## What you will do
What lines below contain the string "RwLock"? List them all.

## Records to use
# # # # #

// Copyright 2025 Johann Kempter
//
// Licensed under the Apache License, Version 2.0 (the "License");
// you may not use this file except in compliance with the License.
// You may obtain a copy of the License at
//
//     http://www.apache.org/licenses/LICENSE-2.0
//
// Unless required by applicable law or agreed to in writing, software
// distributed under the License is distributed on an "AS IS" BASIS,
// WITHOUT WARRANTIES OR CONDITIONS OF ANY KIND, either express or implied.
// See the License for the specific language governing permissions and
// limitations under the License.
//
// SPDX-License-Identifier: Apache-2.0

//! The CIL opcode table.
//!
//! Every single-byte opcode and every `0xFE`-prefixed opcode is described by a
//! [`CilInstruction`] entry: mnemonic, operand encoding, category, control flow and
//! the fixed part of its stack effect. Calls (`call`, `callvirt`, `calli`, `newobj`,
//! `ret`) have signature-dependent stack effects; the table lists only their fixed part
//! and callers account for the rest. Reserved slots carry an empty mnemonic.

use crate::assembly::instruction::{FlowType, InstructionCategory, OperandType};

/// Static description of one opcode.
#[derive(Debug, Clone, Copy)]
pub struct CilInstruction<'a> {
    /// Operand encoding following the opcode
    pub op_type: OperandType,
    /// Mnemonic, empty for reserved slots
    pub instr: &'a str,
    /// Instruction category
    pub category: InstructionCategory,
    /// Control flow behavior
    pub flow: FlowType,
    /// Values popped, not counting call arguments
    pub stack_pops: u8,
    /// Values pushed, not counting call results
    pub stack_pushes: u8,
}

impl CilInstruction<'_> {
    /// Whether this slot is unassigned.
    #[must_use]
    pub const fn is_reserved(&self) -> bool {
        self.instr.is_empty()
    }
}

const fn op(
    instr: &'static str,
    op_type: OperandType,
    category: InstructionCategory,
    flow: FlowType,
    stack_pops: u8,
    stack_pushes: u8,
) -> CilInstruction<'static> {
    CilInstruction {
        op_type,
        instr,
        category,
        flow,
        stack_pops,
        stack_pushes,
    }
}

const RESERVED: CilInstruction<'static> = op(
    "",
    OperandType::None,
    InstructionCategory::Misc,
    FlowType::Sequential,
    0,
    0,
);
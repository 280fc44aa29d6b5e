// Copyright 2025 Johann Kempter
//
// Licensed under the Apache License, Version 2.0 (the "License");
// you may not use this file except in compliance with the License.
// You may obtain a copy of the License at
//
//     http://www.apache.org/licenses/LICENSE-2.0
//
// Unless required by applicable law or agreed to in writing, software
// distributed under the License is distributed on an "AS IS" BASIS,
// WITHOUT WARRANTIES OR CONDITIONS OF ANY KIND, either express or implied.
// See the License for the specific language governing permissions and
// limitations under the License.
//
// SPDX-License-Identifier: Apache-2.0

//! Console output capture.
//!
//! `System.Console` writes never reach the host's stdout; they are collected here so
//! callers can inspect what the managed code printed.

use std::sync::RwLock;

use crate::Result;

/// Lines written through `System.Console`.
#[derive(Debug, Default)]
pub struct ConsoleCapture {
    lines: RwLock<Vec<String>>,
}

impl ConsoleCapture {
    /// Creates an empty capture.
    #[must_use]
    pub fn new() -> Self {
        Self::default()
    }

    /// Records one line.
    ///
    /// # Errors
    /// Returns [`crate::Error::LockError`] if the capture lock is poisoned.
    pub fn write_line(&self, line: &str) -> Result<()> {
        log::trace!("console: {line}");
        write_lock!(self.lines).push(line.to_string());
        Ok(())
    }

    /// A copy of every line written so far.
    #[must_use]
    pub fn lines(&self) -> Vec<String> {
        self.lines
            .read()
            .map(|lines| lines.clone())
            .unwrap_or_default()
    }

    /// Removes and returns every line written so far.
    #[must_use]
    pub fn take(&self) -> Vec<String> {
        self.lines
            .write()
            .map(|mut lines| std::mem::take(&mut *lines))
            .unwrap_or_default()
    }

    /// Number of lines written.
    #[must_use]
    pub fn len(&self) -> usize {
        self.lines.read().map(|lines| lines.len()).unwrap_or(0)
    }

    /// Whether nothing was written.
    #[must_use]
    pub fn is_empty(&self) -> bool {
        self.len() == 0
    }
}

#[cfg(test)]
mod tests {
    use super::*;

    #[test]
    fn capture_lines() -> Result<()> {
        let console = ConsoleCapture::new();
        assert!(console.is_empty());
        console.write_line("HELLO")?;
        console.write_line("42")?;
        assert_eq!(console.lines(), vec!["HELLO", "42"]);
        assert_eq!(console.take().len(), 2);
        assert!(console.is_empty());
        Ok(())
    }
}
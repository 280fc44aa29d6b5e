#![no_main]

use libfuzzer_sys::fuzz_target;
use dotshim::{
    assembly::decode_stream,
    isolation::{rewrite, IsolationConfig, RunContext},
    metadata::{
        builders::{MethodDefBuilder, TypeDefBuilder},
        method::encode_method_body,
        Module, SymbolTable,
    },
};

fuzz_target!(|data: &[u8]| {
    if decode_stream(data).is_err() {
        return;
    }

    let module = Module::new();
    let Ok(class) = TypeDefBuilder::new("Fuzz", "Program").build(&module) else {
        return;
    };
    let Ok(method) = MethodDefBuilder::new("Target").static_method().build(&module, class) else {
        return;
    };
    let Ok(body) = encode_method_body(data, 8, 0, false, &[]) else {
        return;
    };
    if module.set_body(method, body).is_err() {
        return;
    }
    let Ok(method) = module.method(method) else {
        return;
    };

    let context = RunContext::new(Vec::new(), IsolationConfig::strict());
    let _ = rewrite(&context, &module, &method, false);
});
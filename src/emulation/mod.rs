// Copyright 2025 Johann Kempter
//
// Licensed under the Apache License, Version 2.0 (the "License");
// you may not use this file except in compliance with the License.
// You may obtain a copy of the License at
//
//     http://www.apache.org/licenses/LICENSE-2.0
//
// Unless required by applicable law or agreed to in writing, software
// distributed under the License is distributed on an "AS IS" BASIS,
// WITHOUT WARRANTIES OR CONDITIONS OF ANY KIND, either express or implied.
// See the License for the specific language governing permissions and
// limitations under the License.
//
// SPDX-License-Identifier: Apache-2.0


//! Execution substrate for CIL bodies.
//!
//! Original methods, rewritten methods and generated stubs all run here. The
//! substrate interprets decoded bodies against a [`crate::metadata::SymbolTable`],
//! with a managed heap, static field storage and a small set of native core library
//! methods.
//!
//! # Architecture
//!
//! - Values: [`Value`], [`HeapRef`], [`ManagedPointer`] and [`FunctionPointer`]
//! - Storage: [`ManagedHeap`] for objects, arrays, strings and boxes, and
//!   [`StaticFieldStorage`] for static fields
//! - Execution: [`Runtime`] owns the shared state, an [`ExecutionThread`] holds the
//!   frames of one call chain and an [`Interpreter`] executes one activation
//! - Dynamic code: [`DynamicMethod`] bodies resolve their tokens through a
//!   [`DynamicScope`] and [`NativeMethod`]s back core library calls and delegates
//!
//! # Usage Examples
//!
//! ```rust
//! use std::sync::Arc;
//!
//! use dotshim::{
//!     emulation::{Runtime, Value},
//!     metadata::{
//!         builders::{MethodBodyBuilder, MethodDefBuilder, TypeDefBuilder},
//!         Module, TypeSig,
//!     },
//! };
//!
//! let module = Module::new();
//! let program = TypeDefBuilder::new("Demo", "Program").build(&module)?;
//! let double = MethodDefBuilder::new("Double")
//!     .static_method()
//!     .param(TypeSig::I4)
//!     .returns(TypeSig::I4)
//!     .body(MethodBodyBuilder::new().implementation(|asm| {
//!         asm.ldarg_0()?.ldc_i4_2()?.mul()?.ret()?;
//!         Ok(())
//!     }))
//!     .build(&module, program)?;
//!
//! let runtime = Runtime::new(Arc::new(module));
//! assert_eq!(runtime.invoke(double, vec![Value::I4(21)])?, Value::I4(42));
//! # Ok::<(), dotshim::Error>(())
//! ```
//!
//! # Execution Limits
//!
//! [`RuntimeLimits`] bounds the call depth, the number of executed instructions and
//! the number of live heap objects, so runaway code fails with an error instead of
//! exhausting the host.
//!
//! # Thread Safety
//!
//! [`Runtime`] is `Send + Sync`; its heap, statics and caches use concurrent maps.
//! An [`ExecutionThread`] borrows the runtime and is confined to the thread that
//! created it.

mod capture;
mod config;
mod dynamic;
mod heap;
pub mod interpreter;
mod natives;
mod runtime;
mod statics;
mod thread;
mod value;

pub use capture::ConsoleCapture;
pub use config::RuntimeLimits;
pub use dynamic::{
    Callable, DynamicMethod, DynamicMethodRc, DynamicScope, NativeFn, NativeMethod,
    NativeMethodRc, ScopeEntry,
};
pub use heap::{HeapObject, ManagedHeap};
pub use interpreter::Interpreter;
pub use runtime::{Runtime, RuntimeRc};
pub use statics::StaticFieldStorage;
pub use thread::ExecutionThread;
pub use value::{FunctionPointer, HeapRef, ManagedPointer, PointerTarget, Value};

# # # # #

## Worked solution
use std::sync::RwLock;
    lines: RwLock<Vec<String>>,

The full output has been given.